Research design & data

Semester 1 - Week 1

1 Getting started

Tip: Lab instructions
  • Please work through the lab exercises in small groups of 3 to 5 students.
  • You will be given some data that you will use throughout the next 5 weeks.
  • As a group, you have to produce a data analysis PDF report on those data.
  • In week 5, you will be asked to submit the PDF report, for which you will receive formative feedback in week 6.
  • One person is the driver, responsible for typing on the PC, and the rest are navigators and cannot type. Navigators are responsible for commenting on the strategy, code, and spotting typos or fixing errors. Each week you will rotate so that everyone experiences being a driver.
  • Driver: open an Rmd file, and start writing your work there.
  • Navigators: be alert and start providing suggestions and comments on the strategy and code.

Format

  • PDF file, max 4 sides of A4 paper, keep the default settings in terms of Rmd knitting font and page margins.
  • Appendix with all the code in a code chunk with the option results='hide'.

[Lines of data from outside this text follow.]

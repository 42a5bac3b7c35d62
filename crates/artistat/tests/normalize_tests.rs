// SPDX-License-Identifier: AGPL-3.0-only
// Copyright (C) 2024 Jonathan Lee
// This program is free software: you can redistribute it and/or modify
// it under the terms of the GNU Affero General Public License version 3
// as published by the Free Software Foundation.
// This program is distributed in the hope that it will be useful,
// but WITHOUT ANY WARRANTY; without even the implied warranty of
// MERCHANTABILITY or FITNESS FOR A PARTICULAR PURPOSE.
// See the GNU Affero General Public License for more details.
// You should have received a copy of the GNU Affero General Public License
// along with this program. If not, see https://www.gnu.org/licenses/.

use artistat::normalize::{capitalize_label, NO_LICENSE, OTHERS, UNDEFINED};
use artistat::{Field, NormalizationTables, Normalizer, SizeBucket};
use proptest::prelude::*;

#[test]
fn test_size_buckets() {
    assert_eq!(Normalizer::size(Some("500")), SizeBucket::UnderOneK);
    assert_eq!(Normalizer::size(Some("5k")), SizeBucket::OneKToTenK);
    assert_eq!(Normalizer::size(Some("250000")), SizeBucket::OverHundredK);
    assert_eq!(Normalizer::size(Some("")), SizeBucket::Undefined);
    assert_eq!(Normalizer::size(None), SizeBucket::Undefined);
    assert_eq!(Normalizer::size(Some("-")), SizeBucket::Undefined);
    assert_eq!(Normalizer::size(Some("12K")), SizeBucket::TenKToHundredK);
    assert_eq!(Normalizer::size(Some("1,5m")), SizeBucket::OverHundredK);
    assert_eq!(Normalizer::size(Some("lots")), SizeBucket::Undefined);
}

#[test]
fn test_size_labels_map_to_themselves() {
    for bucket in SizeBucket::ALL {
        assert_eq!(Normalizer::size(Some(bucket.label())), bucket);
    }
}

#[test]
fn test_license_mapping() {
    let normalizer = Normalizer::new();
    assert_eq!(normalizer.license(Some("MIT License")), "MIT");
    assert_eq!(normalizer.license(Some("")), NO_LICENSE);
    assert_eq!(normalizer.license(None), NO_LICENSE);
    assert_eq!(normalizer.license(Some("-")), NO_LICENSE);
    assert_eq!(
        normalizer.license(Some("Released under Apache 2.0 terms")),
        "Apache-2.0"
    );
    assert_eq!(normalizer.license(Some("BSD-3")), "BSD-3");
}

#[test]
fn test_long_license_is_truncated() {
    let raw = "Custom Research Data Agreement";
    assert_eq!(raw.chars().count(), 30);
    let short = Normalizer::new().license(Some(raw));
    assert_eq!(short, "Custom Research D...");
    assert_eq!(short.chars().count(), 20);
}

#[test]
fn test_license_table_is_injectable() {
    let tables = NormalizationTables {
        licenses: vec![("Internal Use".to_string(), "PROPRIETARY".to_string())],
        languages: Vec::new(),
    };
    let normalizer = Normalizer::with_tables(tables);
    assert_eq!(normalizer.license(Some("Internal Use Only")), "PROPRIETARY");
    assert_eq!(normalizer.license(Some("MIT License")), "MIT License");
}

#[test]
fn test_language_mapping() {
    let normalizer = Normalizer::new();
    assert_eq!(normalizer.language(Some(" EN ")), "English");
    assert_eq!(normalizer.language(Some("chn")), "Chinese");
    assert_eq!(normalizer.language(Some("en, fr")), "English, French");
    assert_eq!(normalizer.language(Some("en,swahili")), "English, Swahili");
    assert_eq!(normalizer.language(Some("klingon")), UNDEFINED);
    assert_eq!(normalizer.language(None), UNDEFINED);
}

#[test]
fn test_language_names_are_recognized() {
    let normalizer = Normalizer::new();
    assert_eq!(normalizer.language(Some("German")), "German");
    assert_eq!(
        normalizer.language(Some("English, Swahili")),
        "English, Swahili"
    );
}

#[test]
fn test_default_rule() {
    assert_eq!(Normalizer::default_value(None), UNDEFINED);
    assert_eq!(Normalizer::default_value(Some("")), UNDEFINED);
    assert_eq!(Normalizer::default_value(Some("-")), UNDEFINED);
    assert_eq!(Normalizer::default_value(Some("nan")), UNDEFINED);
    assert_eq!(Normalizer::default_value(Some("Requirements")), "Requirements");
}

#[test]
fn test_capitalization() {
    assert_eq!(capitalize_label("elicitation"), "Elicitation");
    assert_eq!(capitalize_label("Undefined"), "Undefined");
    assert_eq!(capitalize_label("Others"), OTHERS);
    assert_eq!(capitalize_label("NLP"), "NLP");
    assert_eq!(capitalize_label(""), "");
    assert_eq!(capitalize_label("1K-10K"), "1K-10K");
}

#[test]
fn test_normalize_applies_capitalization() {
    let normalizer = Normalizer::new();
    assert_eq!(
        normalizer.normalize(Field::ReStage, Some("elicitation")),
        "Elicitation"
    );
    assert_eq!(normalizer.normalize(Field::Domain, None), UNDEFINED);
    assert_eq!(normalizer.normalize(Field::Size, Some("5k")), "1K-10K");
    assert_eq!(normalizer.normalize(Field::License, Some("mit")), "Mit");
}

proptest! {
    #[test]
    fn prop_normalization_is_total_and_idempotent(
        raw in proptest::option::of("[ -~]{0,40}"),
        field_index in 0usize..Field::ALL.len(),
    ) {
        let normalizer = Normalizer::new();
        let field = Field::ALL[field_index];
        let once = normalizer.normalize(field, raw.as_deref());
        let twice = normalizer.normalize(field, Some(&once));
        prop_assert_eq!(once, twice);
    }

    #[test]
    fn prop_size_always_lands_in_a_bucket(raw in "[0-9kKmM.,]{0,12}") {
        let bucket = Normalizer::size(Some(&raw));
        prop_assert!(SizeBucket::ALL.contains(&bucket));
    }
}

The lab is structured to provide various levels of support. When attending the labs, you should directly attempt and work on the tasks. However, if you are unsure or stuck at any point, you can make use of the following help:

  • Simply raise your hand and get help from a tutor
  • Hover your mouse on the superscript number to get a hint. The hints may sometimes show multiple equivalent ways of getting an answer - you just need one way
  • Scroll down to the Worked Example section, where you can read through a worked example.

Try these steps first to register for RStudio server online:

  • Log in to EASE using your university UUN and password.
  • Set your RStudio password here, the username will be the same as your UUN (make sure you type your UUN correctly).
  • Access the server from https://rstudio.ppls.ed.ac.uk using your university UUN and the password you set above in (2).
  • Please complete this form and wait for an email. Please note that this can take up to four working days.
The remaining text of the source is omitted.